I am no longer speaking to this book it has seriously pissed me off. It is imperialist unamerican and majorly depressing. I have done you a favor Mr Nicholls and decided not to kill myself lest it reflect poorly on your book, but you made me want to repeatedly. And yes I understand you are british and that there is something fundamentally wrong with british people that makes you uncomfortable with anyone have a remotely good day in a novel, but seriously. Honestly David I am a bit worried about you and I think it maybe a good idea for you to go see a therapist you seem intensely depressed to me and you don't want to go ending up like B.S. Johnson now do you?

Right so now that I am done ranting about cultural differences on to ranting about the book. This book basically has the plot of an american romantic comedy. Nicholls even knows this and periodically remarks on it (comparing the main characters to Harry and Sally for example). Unlike an American story it's well depressing and not a little bit, all the time. I know it is hard to imagine but this is a book about two people who are basically depressed constantly, okay I lie once Emma is happy and maybe twice Dexter is happy in a course of 20 years, and it is never super happy, just eh okay happy. They are constantly in relationships they hate with people that hate them or generally terrible at whatever they are attempting to do at that moment. Seriously this is why I am getting up in the morning so that I can be miserable once again?

This book seems to me to have two options for trajectories:
The American: They get together and everyone lives happily ever after.
The british: they stay friends but they never seem to slow down long enough to get together.

The second option feels like the direction the book is going for a full 3 hundred pages. Dexter even at one point says something along these lines to Emma. And to be completely honest I was okay with that. I understand the idea that some people just can't slow down enough to make a relationship work. I understand that regardless of how much Emma and Dexter love each other, which is evident in the book, that sometimes things just don't manage to fall into place. This doesn't mean that they don't love each other enough or that there is something wrong with them, it simply means that circumstances are simply unable to create a world in which people like Emma and Dexter end up together. Perhaps they care to much, perhaps in the end we all settle. With passion comes disease and argument, and a relationship of love can never be quite as perfect as a relationship of compromise. Of Dexter marrying someone else and agreeing to become a just good enough husband, of Emma settling for a man who loves her whom she can't manage to change quite enough to love him back. This is where I thought the book was going to go. Perhaps the book still ends up here in a terribly horrendous way but first...

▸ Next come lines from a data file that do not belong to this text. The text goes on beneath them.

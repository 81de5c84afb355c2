//! Session relay and direct-connect host for aircontrol.
//!
//! Implements the session registry, membership and input routing, config
//! resolution and propagation over a JSON-lines relay, the bridge runtime
//! that turns routed input into virtual pad state, and the direct-connect
//! pairing host.

pub mod bridge;
pub mod catalog;
pub mod client;
pub mod codegen;
pub mod config;
pub mod direct;
pub mod error;
pub mod registry;
pub mod server;
pub mod setup;
pub mod wire;

pub use bridge::{BridgeExit, BridgeOptions, BridgeRuntime};
pub use catalog::Catalog;
pub use client::{Joined, RelayClient};
pub use config::Config;
pub use direct::{DirectHandle, DirectHost, DirectServer, DirectStatus};
pub use error::RelayError;
pub use registry::Registry;
pub use server::{RelayEvent, RelayHandle, RelayServer};

use std::time::{SystemTime, UNIX_EPOCH};

/// Wall-clock milliseconds since the Unix epoch.
pub fn unix_millis() -> u64 {
    SystemTime::now()
        .duration_since(UNIX_EPOCH)
        .map(|d| u64::try_from(d.as_millis()).unwrap_or(u64::MAX))
        .unwrap_or_default()
}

The book goes american on us. They manage to get together, and just in time, whew almost missed that whole biological clock thing, and yes circumstances could be better. I mean that idiot Dexter has a kid that truly belongs to someone else and he has been a loser and a drunk for the better part of 40 years, but at least it finally happens. And Emma fixes him. Yay for an american happy ending.

But wait on their two year anniversary "Emma Morley dies" and I am not kidding that is the amount of play it gets in the book. She thinks she is going to be late meeting dexter to look at a house and she dies. This is where the book and I began our grudge map. I did not wait 350 pages for something good to finally happen so that people could suddenly get killed off. And Dexter becomes a bad person again, but he gets over it and is friends with his ex wife again and dating the manager of his shop, um can you say incest? Serious at least date someone who your wife wasn't making jokes about you cheating on her with.

So seriously David I am worried about you if these are your introjects of the world, please email me I will help you find a good therapist.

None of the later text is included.